Saturday, July 12, 2014

LULAC - Word on the Street

The Editor - Word on the LULAC street is that the powers that be in LULAC, the Machine that wants to get Roger Rocha elected in New York City will try to get the Legal Advisor on the floor of the National Assembly to render an opinion that the 100 councils who voted to exclude the delegates from the 37 councils in the Puerto Rico state LULAC Convention to be considered councils and delegates not in good standing so that they would not be certified to vote in the Assembly in New York City.  If the Legal Advisor makes such a ruling and the good people in LULAC win, that is, the "coalition," the first order of business should be to expel the Legal Advisor from LULAC for life at "hard labor."
 
Word on the LULAC street tells Gabriel Rosales to avoid being a candidate for national LULAC office.
 
Word on the LULAC street has it that the Machine will bring in hundreds of New Yorkers who are being recruited from the streets of New York  to wear delegate badges and name tags of LULAC delegates from LULAC councils that are not present at the convention and if they run out of councils to create council slates once the math has been done.
 
If the good people win, that is, the "coalition," the new executive committee should conduct a prompt investigation and if it can be determined that Machine operatives have dirty hands that they and the fake delegates be banned from LULAC for life at "hard time."  If any of the dirty hands involve former LULAC Presidents, that their names be stricken from the chronological list of former National Presidents of LULAC.
 
The word on the street is that the Machine will not allow the National Assembly in LULAC, the supreme authority in LULAC, to be able to have a debate and to take a vote as a policy matter on the issue concerning Herbalife.  It appears that William Ackman has invested heavily with the Machine, to get the Machine's candidates elected, and is pulling the strings in LULAC on keeping the Herbalife issue away from the National Assembly for fear that the Assembly will vote to have LULAC go neutral on Herbalife.  The Machine is so scared about the LULAC membership voting against the Machine's anti-Herbalife position that it refuses to allow the National Board to vote on the matter and forget the National Assembly, the thought of the National Assembly voting on the Herbalife issue is not a part of their equation.
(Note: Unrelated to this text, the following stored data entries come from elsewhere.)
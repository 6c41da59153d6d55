//! Server configuration read from the environment.

use std::net::{IpAddr, SocketAddr};
use std::path::PathBuf;

const DEFAULT_HOST: &str = "127.0.0.1";
const DEFAULT_PORT: u16 = 8000;
const DEFAULT_STATIC_DIR: &str = "static";

#[derive(Debug, thiserror::Error)]
pub enum ConfigError {
    #[error("Invalid HOST `{0}`")]
    InvalidHost(String),
    #[error("Invalid PORT `{0}`")]
    InvalidPort(String),
}

#[derive(Debug, Clone, PartialEq)]
pub struct Config {
    pub host: IpAddr,
    pub port: u16,
    /// Directory served under `/static`.
    pub static_dir: PathBuf,
}

impl Config {
    /// Reads `HOST`, `PORT` and `STATIC_DIR`, loading a `.env` file first if one exists.
    pub fn from_env() -> Result<Self, ConfigError> {
        dotenvy::dotenv().ok();
        Self::from_lookup(|key| std::env::var(key).ok())
    }

    pub fn from_lookup<F>(lookup: F) -> Result<Self, ConfigError>
    where
        F: Fn(&str) -> Option<String>,
    {
        let host = lookup("HOST").unwrap_or_else(|| DEFAULT_HOST.to_string());
        let host = host.parse().map_err(|_| ConfigError::InvalidHost(host))?;

        let port = match lookup("PORT") {
            Some(port) => port.parse().map_err(|_| ConfigError::InvalidPort(port))?,
            None => DEFAULT_PORT,
        };

        let static_dir = lookup("STATIC_DIR")
            .map(PathBuf::from)
            .unwrap_or_else(|| PathBuf::from(DEFAULT_STATIC_DIR));

        Ok(Self {
            host,
            port,
            static_dir,
        })
    }

    pub fn addr(&self) -> SocketAddr {
        SocketAddr::new(self.host, self.port)
    }
}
What has happen to LULAC is that the interim governing group of National LULAC, the National Executive Committee, runs every operation of LULAC.  The National LULAC Board is not part of the governing structure of LULAC as far as the National Executive Committee is concerned.  The National Assembly, well, the National Assembly is just that, they only meet one time per year.  The national Assembly, the supreme authority in LULAC is the weakest link in LULAC governance.

LULAC was set up so that the Executive Committee, that is, the full complement of the nationally elected officers of LULAC were to be the interim decision makers for LULAC.  They made decisions regard LULAC policy in the interim.  All interim decisions went to National LULAC Board whenever the Board met.  Interim decisions would be presented to the Board by the Committee for a more final say on matters that affected National LULAC.  The National Assembly guided the mother ship of LULAC in their National Convention.

The Executive Committee makes all LULAC decisions.  The Executive Committee gives the National Board nothing that dilutes the decision making power of National LULAC.  The National Assembly is at a point in LULAC where a politician from Texas who is running for the United States Senate from Texas, David Alameel, and a Wall Street hedge fund billionaire, William Ackman, are using criminal means to keep "their Executive Committee" in office so that the LULAC National Assembly remains in the back of the bus.